Directions for this task:
Check every line of the entries for the string "BinaryReader" and return the ones that contain it.

+++ Listed records +++

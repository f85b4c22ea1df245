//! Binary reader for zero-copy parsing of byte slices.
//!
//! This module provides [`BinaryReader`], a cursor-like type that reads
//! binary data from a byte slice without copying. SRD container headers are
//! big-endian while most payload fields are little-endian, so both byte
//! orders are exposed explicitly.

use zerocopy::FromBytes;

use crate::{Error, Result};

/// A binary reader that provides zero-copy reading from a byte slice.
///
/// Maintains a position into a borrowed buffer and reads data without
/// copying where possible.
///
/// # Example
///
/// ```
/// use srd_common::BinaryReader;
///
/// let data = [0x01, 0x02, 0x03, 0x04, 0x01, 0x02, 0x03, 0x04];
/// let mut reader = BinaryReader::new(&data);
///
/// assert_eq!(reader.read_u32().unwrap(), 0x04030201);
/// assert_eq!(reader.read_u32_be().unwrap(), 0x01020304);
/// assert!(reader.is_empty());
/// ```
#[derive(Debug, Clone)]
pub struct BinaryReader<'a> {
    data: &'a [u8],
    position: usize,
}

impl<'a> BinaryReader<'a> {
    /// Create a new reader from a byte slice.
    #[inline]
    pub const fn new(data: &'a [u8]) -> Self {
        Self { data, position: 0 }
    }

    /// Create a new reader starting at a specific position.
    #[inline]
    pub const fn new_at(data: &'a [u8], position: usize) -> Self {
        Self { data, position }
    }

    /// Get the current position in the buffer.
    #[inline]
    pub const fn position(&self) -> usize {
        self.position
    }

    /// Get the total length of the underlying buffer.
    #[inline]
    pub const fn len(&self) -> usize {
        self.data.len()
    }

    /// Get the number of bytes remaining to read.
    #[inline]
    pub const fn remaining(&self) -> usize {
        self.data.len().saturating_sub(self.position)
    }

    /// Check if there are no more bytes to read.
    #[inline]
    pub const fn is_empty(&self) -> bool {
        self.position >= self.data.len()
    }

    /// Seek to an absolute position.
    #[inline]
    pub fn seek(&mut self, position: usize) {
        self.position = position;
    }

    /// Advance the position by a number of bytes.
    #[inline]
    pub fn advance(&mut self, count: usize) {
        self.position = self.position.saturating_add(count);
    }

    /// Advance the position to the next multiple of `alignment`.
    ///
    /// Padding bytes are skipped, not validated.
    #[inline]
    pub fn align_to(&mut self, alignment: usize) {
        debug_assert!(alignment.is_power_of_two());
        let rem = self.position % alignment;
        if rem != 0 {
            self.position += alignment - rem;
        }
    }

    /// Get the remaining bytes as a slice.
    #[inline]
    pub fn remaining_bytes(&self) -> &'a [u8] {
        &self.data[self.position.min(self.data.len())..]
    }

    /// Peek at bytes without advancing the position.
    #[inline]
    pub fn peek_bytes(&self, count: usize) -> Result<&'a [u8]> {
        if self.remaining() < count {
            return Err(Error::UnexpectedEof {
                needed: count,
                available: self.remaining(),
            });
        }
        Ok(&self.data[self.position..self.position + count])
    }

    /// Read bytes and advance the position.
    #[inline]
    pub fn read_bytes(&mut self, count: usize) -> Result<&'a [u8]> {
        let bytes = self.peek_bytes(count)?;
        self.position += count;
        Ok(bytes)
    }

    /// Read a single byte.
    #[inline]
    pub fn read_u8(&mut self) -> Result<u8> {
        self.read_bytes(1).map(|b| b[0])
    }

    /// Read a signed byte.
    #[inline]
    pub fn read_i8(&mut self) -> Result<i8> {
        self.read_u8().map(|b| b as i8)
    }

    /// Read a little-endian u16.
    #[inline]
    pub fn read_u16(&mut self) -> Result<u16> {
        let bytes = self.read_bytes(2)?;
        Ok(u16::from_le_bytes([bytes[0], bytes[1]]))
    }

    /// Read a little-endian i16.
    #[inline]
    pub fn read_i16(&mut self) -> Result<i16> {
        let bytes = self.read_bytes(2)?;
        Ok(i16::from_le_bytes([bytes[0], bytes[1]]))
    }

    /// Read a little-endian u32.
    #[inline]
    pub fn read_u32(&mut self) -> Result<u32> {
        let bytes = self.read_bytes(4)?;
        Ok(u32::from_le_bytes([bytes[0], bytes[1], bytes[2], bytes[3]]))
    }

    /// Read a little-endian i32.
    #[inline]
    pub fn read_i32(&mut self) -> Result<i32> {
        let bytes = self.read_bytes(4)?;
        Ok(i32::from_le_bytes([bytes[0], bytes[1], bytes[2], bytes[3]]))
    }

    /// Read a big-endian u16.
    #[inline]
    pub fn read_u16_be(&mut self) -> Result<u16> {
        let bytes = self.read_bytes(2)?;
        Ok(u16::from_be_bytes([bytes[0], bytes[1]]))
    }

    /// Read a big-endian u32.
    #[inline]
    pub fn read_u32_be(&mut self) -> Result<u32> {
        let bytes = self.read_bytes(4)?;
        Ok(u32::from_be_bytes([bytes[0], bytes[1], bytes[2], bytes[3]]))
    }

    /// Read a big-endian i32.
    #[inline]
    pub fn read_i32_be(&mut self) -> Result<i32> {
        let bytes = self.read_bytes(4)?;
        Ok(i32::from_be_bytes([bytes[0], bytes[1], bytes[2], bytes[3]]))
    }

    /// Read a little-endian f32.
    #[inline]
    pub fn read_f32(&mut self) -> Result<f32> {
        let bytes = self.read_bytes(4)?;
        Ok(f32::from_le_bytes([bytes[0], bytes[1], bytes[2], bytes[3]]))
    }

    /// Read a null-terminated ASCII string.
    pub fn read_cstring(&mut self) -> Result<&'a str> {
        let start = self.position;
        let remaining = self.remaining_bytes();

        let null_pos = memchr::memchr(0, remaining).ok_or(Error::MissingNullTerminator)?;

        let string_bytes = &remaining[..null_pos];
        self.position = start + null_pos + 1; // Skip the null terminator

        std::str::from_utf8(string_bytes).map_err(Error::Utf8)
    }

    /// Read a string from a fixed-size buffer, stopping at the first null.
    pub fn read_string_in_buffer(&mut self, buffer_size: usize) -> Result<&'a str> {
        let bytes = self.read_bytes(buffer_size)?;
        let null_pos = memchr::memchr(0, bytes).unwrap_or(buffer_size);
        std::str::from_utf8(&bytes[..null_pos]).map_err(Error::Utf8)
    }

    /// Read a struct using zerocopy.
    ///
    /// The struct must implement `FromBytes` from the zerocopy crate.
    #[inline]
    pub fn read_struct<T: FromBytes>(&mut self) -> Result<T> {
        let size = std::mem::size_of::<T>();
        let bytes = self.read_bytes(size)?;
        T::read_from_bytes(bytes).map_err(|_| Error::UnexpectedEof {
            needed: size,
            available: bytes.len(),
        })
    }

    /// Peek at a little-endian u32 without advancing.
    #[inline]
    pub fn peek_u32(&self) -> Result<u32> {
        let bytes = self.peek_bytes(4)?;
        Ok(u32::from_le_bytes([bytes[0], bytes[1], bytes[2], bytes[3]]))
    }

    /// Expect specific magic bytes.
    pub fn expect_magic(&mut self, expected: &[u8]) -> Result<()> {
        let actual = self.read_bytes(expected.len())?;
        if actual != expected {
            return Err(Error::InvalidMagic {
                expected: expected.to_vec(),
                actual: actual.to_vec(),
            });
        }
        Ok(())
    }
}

+++

Result of the task:
//! This module provides [`BinaryReader`], a cursor-like type that reads
/// use srd_common::BinaryReader;
/// let mut reader = BinaryReader::new(&data);
pub struct BinaryReader<'a> {
impl<'a> BinaryReader<'a> {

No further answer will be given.